> **Problem description**
All lines holding the word "usize" should be located in the records and copied.

> **Input**
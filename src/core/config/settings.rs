use std::path::PathBuf;

use serde::{Deserialize, Serialize};

#[derive(Debug, Clone, Default, Serialize, Deserialize)]
#[serde(default)]
pub struct Settings {
    pub llm: LlmSettings,
    pub corpus: CorpusSettings,
    pub retrieval: RetrievalSettings,
    pub crew: CrewSettings,
    pub server: ServerSettings,
}

#[derive(Debug, Clone, Serialize, Deserialize)]
#[serde(default)]
pub struct LlmSettings {
    pub api_key: String,
    pub base_url: String,
    pub model: String,
    pub embedding_model: String,
    pub temperature: f64,
    /// Client-side throttle for outbound calls. `None` disables throttling.
    pub requests_per_minute: Option<u32>,
}

impl Default for LlmSettings {
    fn default() -> Self {
        Self {
            api_key: String::new(),
            base_url: "https://api.openai.com/v1".to_string(),
            model: "gpt-3.5-turbo".to_string(),
            embedding_model: "text-embedding-ada-002".to_string(),
            temperature: 0.1,
            requests_per_minute: None,
        }
    }
}

#[derive(Debug, Clone, Serialize, Deserialize)]
#[serde(default)]
pub struct CorpusSettings {
    /// Root holding the `Record` and `Textbook` sub-corpora.
    pub data_dir: Option<PathBuf>,
    pub extensions: Vec<String>,
    pub chunk_size: usize,
    pub chunk_overlap: usize,
}

impl Default for CorpusSettings {
    fn default() -> Self {
        Self {
            data_dir: None,
            extensions: vec!["pdf".to_string(), "txt".to_string(), "md".to_string()],
            chunk_size: 1024,
            chunk_overlap: 20,
        }
    }
}

#[derive(Debug, Clone, Serialize, Deserialize)]
#[serde(default)]
pub struct RetrievalSettings {
    pub similarity_top_k: usize,
    /// Upper bound on the characters packed into one tree-summarize call.
    pub summary_group_chars: usize,
}

impl Default for RetrievalSettings {
    fn default() -> Self {
        Self {
            similarity_top_k: 2,
            summary_group_chars: 8192,
        }
    }
}

#[derive(Debug, Clone, Serialize, Deserialize)]
#[serde(default)]
pub struct CrewSettings {
    pub max_tool_calls: usize,
    pub knowledge_top_k: usize,
    pub past_question_file: Option<PathBuf>,
    pub main_material_file: Option<PathBuf>,
}

impl Default for CrewSettings {
    fn default() -> Self {
        Self {
            max_tool_calls: 5,
            knowledge_top_k: 3,
            past_question_file: None,
            main_material_file: None,
        }
    }
}

#[derive(Debug, Clone, Serialize, Deserialize)]
#[serde(default)]
pub struct ServerSettings {
    pub host: String,
    pub port: u16,
}

impl Default for ServerSettings {
    fn default() -> Self {
        Self {
            host: "127.0.0.1".to_string(),
            port: 5000,
        }
    }
}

> **Solution to this exercise**
    pub chunk_size: usize,
    pub chunk_overlap: usize,
    pub similarity_top_k: usize,
    pub summary_group_chars: usize,
    pub max_tool_calls: usize,
    pub knowledge_top_k: usize,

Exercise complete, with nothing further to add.